*** Source information Section Begins ***

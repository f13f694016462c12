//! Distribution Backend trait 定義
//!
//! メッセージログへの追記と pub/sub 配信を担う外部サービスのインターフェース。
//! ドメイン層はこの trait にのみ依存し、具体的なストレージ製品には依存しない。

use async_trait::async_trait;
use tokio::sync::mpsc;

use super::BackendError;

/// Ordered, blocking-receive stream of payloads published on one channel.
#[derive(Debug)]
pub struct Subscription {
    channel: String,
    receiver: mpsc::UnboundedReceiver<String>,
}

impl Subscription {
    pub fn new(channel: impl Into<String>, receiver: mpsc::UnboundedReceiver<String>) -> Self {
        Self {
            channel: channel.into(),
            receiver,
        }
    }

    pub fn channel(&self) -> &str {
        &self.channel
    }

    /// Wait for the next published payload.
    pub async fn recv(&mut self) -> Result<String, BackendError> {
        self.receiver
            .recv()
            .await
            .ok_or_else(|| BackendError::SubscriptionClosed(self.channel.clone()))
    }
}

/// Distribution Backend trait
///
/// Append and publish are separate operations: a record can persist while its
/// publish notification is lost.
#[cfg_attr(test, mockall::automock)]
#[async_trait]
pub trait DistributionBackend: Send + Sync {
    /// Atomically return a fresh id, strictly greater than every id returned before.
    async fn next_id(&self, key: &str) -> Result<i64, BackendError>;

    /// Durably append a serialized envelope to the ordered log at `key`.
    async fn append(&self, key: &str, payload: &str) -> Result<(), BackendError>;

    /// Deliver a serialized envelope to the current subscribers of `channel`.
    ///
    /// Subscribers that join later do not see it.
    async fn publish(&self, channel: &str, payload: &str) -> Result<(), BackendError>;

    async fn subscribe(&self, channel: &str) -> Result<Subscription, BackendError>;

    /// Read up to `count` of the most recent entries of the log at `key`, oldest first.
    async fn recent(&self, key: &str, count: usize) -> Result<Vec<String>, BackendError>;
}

*** Source information Section Ends ***
*** Source information Section Begins ***

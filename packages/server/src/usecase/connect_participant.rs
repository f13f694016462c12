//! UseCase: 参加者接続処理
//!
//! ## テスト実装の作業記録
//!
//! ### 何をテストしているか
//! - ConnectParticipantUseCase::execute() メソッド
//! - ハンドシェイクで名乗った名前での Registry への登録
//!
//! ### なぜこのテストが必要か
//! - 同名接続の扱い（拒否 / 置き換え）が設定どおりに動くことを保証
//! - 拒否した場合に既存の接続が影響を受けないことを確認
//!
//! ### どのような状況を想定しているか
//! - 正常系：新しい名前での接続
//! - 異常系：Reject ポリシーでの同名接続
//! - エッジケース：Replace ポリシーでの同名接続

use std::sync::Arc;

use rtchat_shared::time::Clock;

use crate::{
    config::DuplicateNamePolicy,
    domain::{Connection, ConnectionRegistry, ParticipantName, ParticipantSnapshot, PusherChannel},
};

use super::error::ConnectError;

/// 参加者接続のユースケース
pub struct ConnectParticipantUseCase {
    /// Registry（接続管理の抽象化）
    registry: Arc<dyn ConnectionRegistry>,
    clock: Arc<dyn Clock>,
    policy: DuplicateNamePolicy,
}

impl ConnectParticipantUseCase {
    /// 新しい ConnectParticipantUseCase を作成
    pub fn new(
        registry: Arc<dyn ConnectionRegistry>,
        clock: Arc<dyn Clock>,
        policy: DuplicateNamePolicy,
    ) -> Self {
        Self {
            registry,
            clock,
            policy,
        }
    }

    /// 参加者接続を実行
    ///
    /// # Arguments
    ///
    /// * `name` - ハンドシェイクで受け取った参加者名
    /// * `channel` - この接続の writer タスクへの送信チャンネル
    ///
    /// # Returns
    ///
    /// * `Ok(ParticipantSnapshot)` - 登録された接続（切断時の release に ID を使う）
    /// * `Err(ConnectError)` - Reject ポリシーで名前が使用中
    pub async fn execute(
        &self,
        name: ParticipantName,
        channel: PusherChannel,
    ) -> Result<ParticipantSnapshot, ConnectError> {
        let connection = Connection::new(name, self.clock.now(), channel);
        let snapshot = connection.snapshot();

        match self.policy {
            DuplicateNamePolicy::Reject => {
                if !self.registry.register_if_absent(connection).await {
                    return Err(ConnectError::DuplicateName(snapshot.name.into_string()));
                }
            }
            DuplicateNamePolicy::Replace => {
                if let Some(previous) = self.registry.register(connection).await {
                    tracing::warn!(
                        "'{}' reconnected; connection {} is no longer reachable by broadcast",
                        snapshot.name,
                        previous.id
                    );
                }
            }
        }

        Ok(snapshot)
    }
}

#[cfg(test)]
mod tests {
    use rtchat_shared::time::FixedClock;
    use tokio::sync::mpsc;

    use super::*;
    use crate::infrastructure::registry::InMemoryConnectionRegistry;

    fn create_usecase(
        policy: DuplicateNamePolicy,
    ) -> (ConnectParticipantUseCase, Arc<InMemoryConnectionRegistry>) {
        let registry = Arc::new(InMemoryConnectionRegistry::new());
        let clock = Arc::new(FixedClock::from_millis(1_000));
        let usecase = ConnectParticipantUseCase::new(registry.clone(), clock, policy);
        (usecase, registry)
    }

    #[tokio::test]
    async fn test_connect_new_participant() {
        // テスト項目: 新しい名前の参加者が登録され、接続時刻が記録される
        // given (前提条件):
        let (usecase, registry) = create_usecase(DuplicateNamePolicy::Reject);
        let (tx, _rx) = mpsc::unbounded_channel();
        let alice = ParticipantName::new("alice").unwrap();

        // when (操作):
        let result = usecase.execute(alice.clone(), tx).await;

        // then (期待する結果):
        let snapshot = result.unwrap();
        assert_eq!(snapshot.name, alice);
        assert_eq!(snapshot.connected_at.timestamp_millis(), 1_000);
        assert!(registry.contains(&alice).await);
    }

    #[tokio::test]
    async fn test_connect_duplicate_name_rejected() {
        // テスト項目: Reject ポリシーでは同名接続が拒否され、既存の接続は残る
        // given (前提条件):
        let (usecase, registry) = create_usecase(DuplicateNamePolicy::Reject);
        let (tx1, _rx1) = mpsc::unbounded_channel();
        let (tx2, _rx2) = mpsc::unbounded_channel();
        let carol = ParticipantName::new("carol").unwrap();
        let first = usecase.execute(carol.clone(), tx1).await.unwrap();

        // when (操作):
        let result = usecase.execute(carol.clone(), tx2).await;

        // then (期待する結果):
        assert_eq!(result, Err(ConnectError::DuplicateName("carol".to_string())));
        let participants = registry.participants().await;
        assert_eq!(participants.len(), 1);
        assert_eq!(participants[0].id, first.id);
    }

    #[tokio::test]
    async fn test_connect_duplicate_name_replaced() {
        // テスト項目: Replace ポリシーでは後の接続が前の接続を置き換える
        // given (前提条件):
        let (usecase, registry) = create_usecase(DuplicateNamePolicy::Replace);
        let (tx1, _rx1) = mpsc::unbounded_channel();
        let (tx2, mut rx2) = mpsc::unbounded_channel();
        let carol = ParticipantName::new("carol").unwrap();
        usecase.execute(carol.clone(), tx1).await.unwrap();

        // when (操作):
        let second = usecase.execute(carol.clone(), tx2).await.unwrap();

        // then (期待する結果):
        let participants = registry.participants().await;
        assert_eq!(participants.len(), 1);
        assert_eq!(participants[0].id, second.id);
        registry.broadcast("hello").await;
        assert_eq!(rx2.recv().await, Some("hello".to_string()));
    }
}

*** Source information Section Ends ***
*** Source information Section Begins ***

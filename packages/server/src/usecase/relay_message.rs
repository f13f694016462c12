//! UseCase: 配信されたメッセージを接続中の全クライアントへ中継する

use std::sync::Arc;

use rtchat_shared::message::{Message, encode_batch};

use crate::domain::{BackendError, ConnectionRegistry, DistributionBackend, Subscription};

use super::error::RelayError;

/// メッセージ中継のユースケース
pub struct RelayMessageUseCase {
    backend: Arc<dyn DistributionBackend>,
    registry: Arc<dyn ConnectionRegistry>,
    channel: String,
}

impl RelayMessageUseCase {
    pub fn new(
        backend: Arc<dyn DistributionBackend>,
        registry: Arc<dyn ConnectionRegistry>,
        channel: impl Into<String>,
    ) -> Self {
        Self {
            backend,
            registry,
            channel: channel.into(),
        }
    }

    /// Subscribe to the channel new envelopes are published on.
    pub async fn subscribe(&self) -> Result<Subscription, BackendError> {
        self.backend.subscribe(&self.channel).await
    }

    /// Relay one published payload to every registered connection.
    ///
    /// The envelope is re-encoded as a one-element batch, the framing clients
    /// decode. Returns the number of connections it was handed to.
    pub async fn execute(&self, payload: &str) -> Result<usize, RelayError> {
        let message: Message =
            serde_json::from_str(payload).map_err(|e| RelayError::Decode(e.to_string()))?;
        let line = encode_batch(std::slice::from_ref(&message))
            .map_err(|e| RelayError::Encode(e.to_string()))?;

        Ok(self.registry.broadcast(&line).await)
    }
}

*** Source information Section Ends ***

# Problem to solve:
The lines to copy are those above that contain "UnboundedReceiver".

# Answer space:
    receiver: mpsc::UnboundedReceiver<String>,
    pub fn new(channel: impl Into<String>, receiver: mpsc::UnboundedReceiver<String>) -> Self {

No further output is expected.